Work to complete – Below are some records; reproduce them exactly.

+++ Provided data

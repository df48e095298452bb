use crate::types::Orientation;
use crate::{AutorotateError, Result};
use std::process::Command;
use std::time::Duration;

/// Applies a decoded orientation to the display subsystem.
pub trait RotationBackend {
    fn apply(&mut self, orientation: Orientation) -> Result<()>;
}

/// Rotation backend shelling out to `xrandr -o <orientation>`.
///
/// After each invocation the backend sleeps for the settle delay so the
/// display server finishes the mode change before the next poll. xrandr
/// needs `DISPLAY` set; the daemon takes care of that at startup.
pub struct Xrandr {
    settle: Duration,
}

impl Xrandr {
    pub fn new(settle: Duration) -> Xrandr {
        Xrandr { settle }
    }
}

impl RotationBackend for Xrandr {
    fn apply(&mut self, orientation: Orientation) -> Result<()> {
        let arg = match orientation.xrandr_arg() {
            Some(arg) => arg,
            None => return Ok(()),
        };

        let status = Command::new("xrandr")
            .args(["-o", arg])
            .status()
            .map_err(|e| AutorotateError::Backend(format!("xrandr -o {}: {}", arg, e)))?;

        // The exit status is informational only.
        if !status.success() {
            log::warn!("xrandr -o {} exited with {}", arg, status);
        }

        std::thread::sleep(self.settle);
        Ok(())
    }
}
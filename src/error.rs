/// Errors that can occur while reading the accelerometer or rotating the
/// display.
#[derive(Debug, thiserror::Error)]
pub enum AutorotateError {
    #[error("I/O error: {0}")]
    Io(#[from] std::io::Error),

    #[error("short read: got {got} of {expected} samples")]
    ShortRead { got: usize, expected: usize },

    #[error("rotation backend failed: {0}")]
    Backend(String),
}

++++++

Task answer –
repository df48e095298452bb
use crate::types::Orientation;
use crate::{AutorotateError, Result};
use std::process::Command;
use std::time::Duration;

/// Applies a decoded orientation to the display subsystem.
pub trait RotationBackend {
    fn apply(&mut self, orientation: Orientation) -> Result<()>;
}

/// Rotation backend shelling out to `xrandr -o <orientation>`.
///
/// After each invocation the backend sleeps for the settle delay so the
/// display server finishes the mode change before the next poll. xrandr
/// needs `DISPLAY` set; the daemon takes care of that at startup.
pub struct Xrandr {
    settle: Duration,
}

impl Xrandr {
    pub fn new(settle: Duration) -> Xrandr {
        Xrandr { settle }
    }
}

impl RotationBackend for Xrandr {
    fn apply(&mut self, orientation: Orientation) -> Result<()> {
        let arg = match orientation.xrandr_arg() {
            Some(arg) => arg,
            None => return Ok(()),
        };

        let status = Command::new("xrandr")
            .args(["-o", arg])
            .status()
            .map_err(|e| AutorotateError::Backend(format!("xrandr -o {}: {}", arg, e)))?;

        // The exit status is informational only.
        if !status.success() {
            log::warn!("xrandr -o {} exited with {}", arg, status);
        }

        std::thread::sleep(self.settle);
        Ok(())
    }
}
filename src/error.rs
/// Errors that can occur while reading the accelerometer or rotating the
/// display.
#[derive(Debug, thiserror::Error)]
pub enum AutorotateError {
    #[error("I/O error: {0}")]
    Io(#[from] std::io::Error),

    #[error("short read: got {got} of {expected} samples")]
    ShortRead { got: usize, expected: usize },

    #[error("rotation backend failed: {0}")]
    Backend(String),
}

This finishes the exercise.